A key consideration in understanding the value of self-service analytics hinges on the personas discussed in part 1, i.e. General Consumers, Data Analysts, Citizen Data Scientists and Data Scientists. Three of the personas have skillsets which enable them to work outside the boundaries of traditional BI tools. They all have a desire to explore data in ways which provide new insights to questions never asked before. Their skillsets differ, which limits their data reach. But does one persona provide more business benefit to an organization? And based on that, where should an organization focus their resources? Here are three factors to consider:
Percentages of personas differ in each organization. In general, 80-90+% of the business users fall into the General Consumer category, 10-15+% fall into the Data Analyst category, <5% fall into the Citizen Data Scientist category and typically <1% fall into the Data Scientist category. Again, these numbers vary by organization, but the point of the percentages provides insight into how each persona is leveraging high-quality, trusted data.

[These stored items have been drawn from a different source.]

#![forbid(unsafe_code)]

//! Observable keyed map.
//!
//! Four channels: add, add-with-value, remove, remove-with-value. Listeners
//! receive the value, not the key. Iteration order of [`keys()`] and
//! [`values()`] is unspecified.
//!
//! [`keys()`]: ObservedDictionary::keys
//! [`values()`]: ObservedDictionary::values

use std::cell::RefCell;
use std::fmt;
use std::hash::Hash;
use std::rc::Rc;

use ahash::AHashMap;

use super::listener::{Channel, ListenerId, ListenerSeq, Placement, dispatch};
use super::observed::DEFAULT_CAPACITY;
use crate::diagnostics::{DiagnosticSink, default_sink};
use crate::unload::{Unload, UnloadPool};

const SOURCE: &str = "ObservedDictionary";

struct DictState<K, V> {
    map: AHashMap<K, V>,
    seq: ListenerSeq,
    on_add: Channel<dyn Fn()>,
    on_add_value: Channel<dyn Fn(&V)>,
    on_remove: Channel<dyn Fn()>,
    on_remove_value: Channel<dyn Fn(&V)>,
    sink: Rc<dyn DiagnosticSink>,
}

impl<K, V> DictState<K, V> {
    fn remove_listener(&mut self, id: ListenerId) -> bool {
        self.on_add.remove(id)
            || self.on_add_value.remove(id)
            || self.on_remove.remove(id)
            || self.on_remove_value.remove(id)
    }
}

/// A shared map that notifies on insert and remove.
///
/// Cloning creates a new handle to the **same** map.
pub struct ObservedDictionary<K, V> {
    inner: Rc<RefCell<DictState<K, V>>>,
}

impl<K, V> Clone for ObservedDictionary<K, V> {
    fn clone(&self) -> Self {
        Self {
            inner: Rc::clone(&self.inner),
        }
    }
}

impl<K, V> ObservedDictionary<K, V>
where
    K: Eq + Hash + Clone + 'static,
    V: Clone + 'static,
{
    /// Empty dictionary.
    #[must_use]
    pub fn new() -> Self {
        Self::from_map(AHashMap::new())
    }

    /// Dictionary over an existing map.
    #[must_use]
    pub fn from_map(map: AHashMap<K, V>) -> Self {
        Self::build(map, DEFAULT_CAPACITY, default_sink())
    }

    /// Empty dictionary reporting listener failures to `sink`.
    #[must_use]
    pub fn with_sink(sink: Rc<dyn DiagnosticSink>) -> Self {
        Self::build(AHashMap::new(), DEFAULT_CAPACITY, sink)
    }

    pub(crate) fn build(map: AHashMap<K, V>, capacity: usize, sink: Rc<dyn DiagnosticSink>) -> Self {
        Self {
            inner: Rc::new(RefCell::new(DictState {
                map,
                seq: ListenerSeq::default(),
                on_add: Channel::with_capacity(capacity),
                on_add_value: Channel::with_capacity(capacity),
                on_remove: Channel::with_capacity(capacity),
                on_remove_value: Channel::with_capacity(capacity),
                sink,
            })),
        }
    }

    fn notify_add(&self, value: &V) {
        let (plain, valued, sink) = {
            let mut state = self.inner.borrow_mut();
            (
                state.on_add.prepare(),
                state.on_add_value.prepare(),
                Rc::clone(&state.sink),
            )
        };
        dispatch(&plain, &*sink, SOURCE, |f| f());
        dispatch(&valued, &*sink, SOURCE, |f| f(value));
    }

    fn notify_remove(&self, value: &V) {
        let (plain, valued, sink) = {
            let mut state = self.inner.borrow_mut();
            (
                state.on_remove.prepare(),
                state.on_remove_value.prepare(),
                Rc::clone(&state.sink),
            )
        };
        dispatch(&plain, &*sink, SOURCE, |f| f());
        dispatch(&valued, &*sink, SOURCE, |f| f(value));
    }

    /// Insert a new entry and notify add listeners.
    ///
    /// Returns `false`, without touching the map or notifying, if `key` is
    /// already present.
    pub fn insert(&self, key: K, value: V) -> bool {
        {
            let mut state = self.inner.borrow_mut();
            if state.map.contains_key(&key) {
                return false;
            }
            state.map.insert(key, value.clone());
        }
        self.notify_add(&value);
        true
    }

    /// Remove `key` and notify remove listeners with its value.
    pub fn remove(&self, key: &K) -> bool {
        let removed = self.inner.borrow_mut().map.remove(key);
        match removed {
            Some(value) => {
                self.notify_remove(&value);
                true
            }
            None => false,
        }
    }

    /// Current value under `key`.
    #[must_use]
    pub fn get(&self, key: &K) -> Option<V> {
        self.inner.borrow().map.get(key).cloned()
    }

    /// Read the value under `key` in place.
    pub fn with_value<R>(&self, key: &K, f: impl FnOnce(Option<&V>) -> R) -> R {
        f(self.inner.borrow().map.get(key))
    }

    /// Snapshot of the keys.
    #[must_use]
    pub fn keys(&self) -> Vec<K> {
        self.inner.borrow().map.keys().cloned().collect()
    }

    /// Snapshot of the values.
    #[must_use]
    pub fn values(&self) -> Vec<V> {
        self.inner.borrow().map.values().cloned().collect()
    }

    fn register(&self, pick: impl FnOnce(&mut DictState<K, V>, ListenerId)) -> ListenerId {
        let mut state = self.inner.borrow_mut();
        let id = state.seq.next();
        pick(&mut state, id);
        id
    }

    /// Notified after every insert, without the value.
    pub fn on_add(&self, f: impl Fn() + 'static) -> ListenerId {
        self.register(|s, id| s.on_add.push(id, Rc::new(f), Placement::Normal))
    }

    /// Notified with each inserted value.
    pub fn on_add_value(&self, f: impl Fn(&V) + 'static) -> ListenerId {
        self.register(|s, id| s.on_add_value.push(id, Rc::new(f), Placement::Normal))
    }

    /// Notified after every removal, without the value.
    pub fn on_remove(&self, f: impl Fn() + 'static) -> ListenerId {
        self.register(|s, id| s.on_remove.push(id, Rc::new(f), Placement::Normal))
    }

    /// Notified with each removed value.
    pub fn on_remove_value(&self, f: impl Fn(&V) + 'static) -> ListenerId {
        self.register(|s, id| s.on_remove_value.push(id, Rc::new(f), Placement::Normal))
    }

    /// [`on_add`](Self::on_add), removed when `pool` unloads.
    pub fn on_add_scoped(&self, f: impl Fn() + 'static, pool: &UnloadPool) -> ListenerId {
        let id = self.on_add(f);
        self.unload_with(id, pool)
    }

    /// [`on_add_value`](Self::on_add_value), removed when `pool` unloads.
    pub fn on_add_value_scoped(&self, f: impl Fn(&V) + 'static, pool: &UnloadPool) -> ListenerId {
        let id = self.on_add_value(f);
        self.unload_with(id, pool)
    }

    /// [`on_remove`](Self::on_remove), removed when `pool` unloads.
    pub fn on_remove_scoped(&self, f: impl Fn() + 'static, pool: &UnloadPool) -> ListenerId {
        let id = self.on_remove(f);
        self.unload_with(id, pool)
    }

    /// [`on_remove_value`](Self::on_remove_value), removed when `pool`
    /// unloads.
    pub fn on_remove_value_scoped(
        &self,
        f: impl Fn(&V) + 'static,
        pool: &UnloadPool,
    ) -> ListenerId {
        let id = self.on_remove_value(f);
        self.unload_with(id, pool)
    }

    /// Register removal of listener `id` in `pool`. Returns `id`.
    pub fn unload_with(&self, id: ListenerId, pool: &UnloadPool) -> ListenerId {
        let weak = Rc::downgrade(&self.inner);
        pool.add_action(move || {
            if let Some(inner) = weak.upgrade() {
                inner.borrow_mut().remove_listener(id);
            }
        });
        id
    }
}

impl<K, V> ObservedDictionary<K, V>
where
    K: Eq + Hash + Clone + 'static,
    V: Clone + PartialEq + 'static,
{
    /// For each of `values`, remove one entry holding it and notify remove
    /// listeners. Returns the number of entries removed.
    pub fn remove_values(&self, values: &[V]) -> usize {
        let mut removed = 0;
        for value in values {
            let key = {
                let state = self.inner.borrow();
                state
                    .map
                    .iter()
                    .find(|(_, candidate)| *candidate == value)
                    .map(|(key, _)| key.clone())
            };
            let Some(key) = key else { continue };
            let taken = self.inner.borrow_mut().map.remove(&key);
            if let Some(taken) = taken {
                self.notify_remove(&taken);
                removed += 1;
            }
        }
        removed
    }
}

impl<K: Eq + Hash, V> ObservedDictionary<K, V> {
    /// Whether `key` is present.
    #[must_use]
    pub fn contains_key(&self, key: &K) -> bool {
        self.inner.borrow().map.contains_key(key)
    }

    /// Number of entries.
    #[must_use]
    pub fn len(&self) -> usize {
        self.inner.borrow().map.len()
    }

    /// Whether the map is empty.
    #[must_use]
    pub fn is_empty(&self) -> bool {
        self.inner.borrow().map.is_empty()
    }

    /// Unregister a listener from whichever channel holds it.
    pub fn remove_listener(&self, id: ListenerId) -> bool {
        self.inner.borrow_mut().remove_listener(id)
    }

    /// Registered listeners across all channels.
    #[must_use]
    pub fn listener_count(&self) -> usize {
        let state = self.inner.borrow();
        state.on_add.pending_len()
            + state.on_add_value.pending_len()
            + state.on_remove.pending_len()
            + state.on_remove_value.pending_len()
    }

    /// Drop every listener. Entries are kept.
    pub fn unload(&self) {
        let mut state = self.inner.borrow_mut();
        state.on_add.clear();
        state.on_add_value.clear();
        state.on_remove.clear();
        state.on_remove_value.clear();
    }
}

impl<K, V> Default for ObservedDictionary<K, V>
where
    K: Eq + Hash + Clone + 'static,
    V: Clone + 'static,
{
    fn default() -> Self {
        Self::new()
    }
}

impl<K, V> FromIterator<(K, V)> for ObservedDictionary<K, V>
where
    K: Eq + Hash + Clone + 'static,
    V: Clone + 'static,
{
    fn from_iter<I: IntoIterator<Item = (K, V)>>(iter: I) -> Self {
        Self::from_map(iter.into_iter().collect())
    }
}

impl<K: Eq + Hash, V> Unload for ObservedDictionary<K, V> {
    fn unload(&self) {
        ObservedDictionary::unload(self);
    }
}

impl<K: fmt::Debug, V: fmt::Debug> fmt::Debug for ObservedDictionary<K, V> {
    fn fmt(&self, f: &mut fmt::Formatter<'_>) -> fmt::Result {
        f.debug_map().entries(self.inner.borrow().map.iter()).finish()
    }
}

General Consumers and Data Analysts together make up 90-95% of the user base and require trusted data for their analytic needs. Citizen Data Scientists and Data Scientists typically make up less than 5% of the user base and leverage trusted data where possible to reduce their data wrangling efforts, which can also improve the quality of their overall results.
Business knowledge also varies by persona. General Consumers, Data Analysts and Citizen Data Scientists typically have deep business knowledge in the business areas they represent. The Data Scientist may also have deep business understanding within a specific business area, but many times work closely with business users to understand the business problem they are requested to solve.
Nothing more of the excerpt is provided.